Task directions: Copy every line of the data that contains the string "Some".

(Beginning of Provided data)

#[async_trait]
impl Backend for MemoryBackend {
    async fn sign_up(&self, credentials: &Credentials) -> Result<AuthUser, BackendError> {
        let user = self.register_user(&credentials.email, &credentials.password)?;
        self.set_session(Some(user.clone()));
        Ok(user)
    }

    async fn sign_in_with_password(
        &self,
        credentials: &Credentials,
    ) -> Result<AuthUser, BackendError> {
        let key = credentials.email.to_ascii_lowercase();
        let user = match self.users.get(&key) {
            Some(stored) if stored.password == credentials.password => stored.user.clone(),
            _ => return Err(BackendError::Auth("Invalid login credentials".to_string())),
        };
        self.set_session(Some(user.clone()));
        Ok(user)
    }

    async fn sign_out(&self) -> Result<(), BackendError> {
        self.set_session(None);
        Ok(())
    }

    async fn get_user(&self) -> Result<Option<AuthUser>, BackendError> {
        Ok(self.session.read().clone())
    }

    async fn update_password(&self, new_password: &str) -> Result<(), BackendError> {
        let user = self.require_session()?;
        if new_password.len() < MIN_PASSWORD_LEN {
            return Err(BackendError::Auth(format!(
                "Password should be at least {MIN_PASSWORD_LEN} characters."
            )));
        }
        let key = user.email.unwrap_or_default().to_ascii_lowercase();
        if let Some(mut stored) = self.users.get_mut(&key) {
            stored.password = new_password.to_string();
        }
        Ok(())
    }

    async fn select(&self, query: &Query) -> Result<Vec<Value>, BackendError> {
        let items = select::parse(query.columns())?;
        let tables = self.tables.read();

        let mut rows: Vec<&Value> = tables
            .rows(query.table_name())
            .iter()
            .filter(|row| matches_all(query.filters(), row))
            .collect();

        rows.sort_by(|a, b| {
            query
                .ordering()
                .iter()
                .map(|order| {
                    let x = a.get(&order.column).unwrap_or(&Value::Null);
                    let y = b.get(&order.column).unwrap_or(&Value::Null);
                    match order.direction {
                        Direction::Ascending => compare_values(x, y),
                        Direction::Descending => compare_values(x, y).reverse(),
                    }
                })
                .find(|ordering| *ordering != Ordering::Equal)
                .unwrap_or(Ordering::Equal)
        });

        if let Some(limit) = query.row_limit() {
            rows.truncate(limit);
        }

        if query.is_single() && rows.len() != 1 {
            if rows.is_empty() {
                return Err(BackendError::not_found(query.table_name()));
            }
            return Err(BackendError::Api {
                status: 406,
                message: "JSON object requested, multiple (or no) rows returned".to_string(),
            });
        }

        rows.into_iter()
            .map(|row| select::project(row, query.table_name(), &items, &tables, &self.schema))
            .collect()
    }

    async fn insert(&self, insert: &Insert) -> Result<Vec<Value>, BackendError> {
        let table = insert.table_name();
        let (events, returned) = {
            let mut tables = self.tables.write();
            let mut prepared = Vec::with_capacity(insert.rows().len());
            for row in insert.rows() {
                prepared.push(tables.prepare(table, row)?);
            }
            tables
                .data
                .entry(table.to_string())
                .or_default()
                .extend(prepared.iter().cloned());

            let returned = match insert.returning_columns() {
                Some(columns) => {
                    let items = select::parse(columns)?;
                    prepared
                        .iter()
                        .map(|row| select::project(row, table, &items, &tables, &self.schema))
                        .collect::<Result<Vec<_>, _>>()?
                }
                None => Vec::new(),
            };
            let events: Vec<ChangeEvent> = prepared
                .into_iter()
                .map(|row| ChangeEvent::new(ChangeKind::Insert, table, row))
                .collect();
            (events, returned)
        };

        for event in &events {
            self.publish(event);
        }
        Ok(returned)
    }

    async fn update(&self, update: &Update) -> Result<(), BackendError> {
        let table = update.table_name();
        let events = {
            let mut tables = self.tables.write();
            let mut events = Vec::new();
            if let Some(rows) = tables.data.get_mut(table) {
                for row in rows.iter_mut() {
                    if !matches_all(update.filters(), row) {
                        continue;
                    }
                    let old = row.clone();
                    if let Value::Object(map) = row {
                        for (column, value) in update.values() {
                            map.insert(column.clone(), value.clone());
                        }
                    }
                    events.push(
                        ChangeEvent::new(ChangeKind::Update, table, row.clone()).with_old_record(old),
                    );
                }
            }
            events
        };

        for event in &events {
            self.publish(event);
        }
        Ok(())
    }

    async fn delete(&self, delete: &Delete) -> Result<(), BackendError> {
        let table = delete.table_name();
        let events = {
            let mut tables = self.tables.write();
            let mut removed = Vec::new();
            if let Some(rows) = tables.data.get_mut(table) {
                rows.retain(|row| {
                    if matches_all(delete.filters(), row) {
                        removed.push(row.clone());
                        false
                    } else {
                        true
                    }
                });
            }
            removed
                .into_iter()
                .map(|old| {
                    ChangeEvent::new(ChangeKind::Delete, table, Value::Object(Map::new()))
                        .with_old_record(old)
                })
                .collect::<Vec<_>>()
        };

        for event in &events {
            self.publish(event);
        }
        Ok(())
    }

    async fn upload(
        &self,
        bucket: &str,
        path: &str,
        upload: &Upload,
    ) -> Result<(), BackendError> {
        let key = (bucket.to_string(), path.to_string());
        if self.objects.contains_key(&key) {
            return Err(BackendError::Api {
                status: 400,
                message: "The resource already exists".to_string(),
            });
        }
        self.objects.insert(key, upload.clone());
        Ok(())
    }

    fn public_url(&self, bucket: &str, path: &str) -> String {
        storage::public_url(&self.base_url, bucket, path)
    }

    async fn remove(&self, bucket: &str, paths: &[String]) -> Result<(), BackendError> {
        for path in paths {
            self.objects.remove(&(bucket.to_string(), path.clone()));
        }
        Ok(())
    }

    async fn subscribe(
        &self,
        channel: &str,
        filters: &[ChangeFilter],
    ) -> Result<ChangeSubscription, BackendError> {
        let id = self.next_feed.fetch_add(1, AtomicOrdering::Relaxed);
        let (sender, receiver) = mpsc::unbounded_channel();
        self.feeds.insert(
            id,
            Feed {
                channel: channel.to_string(),
                filters: filters.to_vec(),
                sender,
            },
        );

        let feeds = Arc::clone(&self.feeds);
        Ok(ChangeSubscription::new(channel, receiver, move || {
            feeds.remove(&id);
        }))
    }
}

(End of Provided data)

Completed task:
        self.set_session(Some(user.clone()));
            Some(stored) if stored.password == credentials.password => stored.user.clone(),
        self.set_session(Some(user.clone()));
        if let Some(mut stored) = self.users.get_mut(&key) {
        if let Some(limit) = query.row_limit() {
                Some(columns) => {
            if let Some(rows) = tables.data.get_mut(table) {
            if let Some(rows) = tables.data.get_mut(table) {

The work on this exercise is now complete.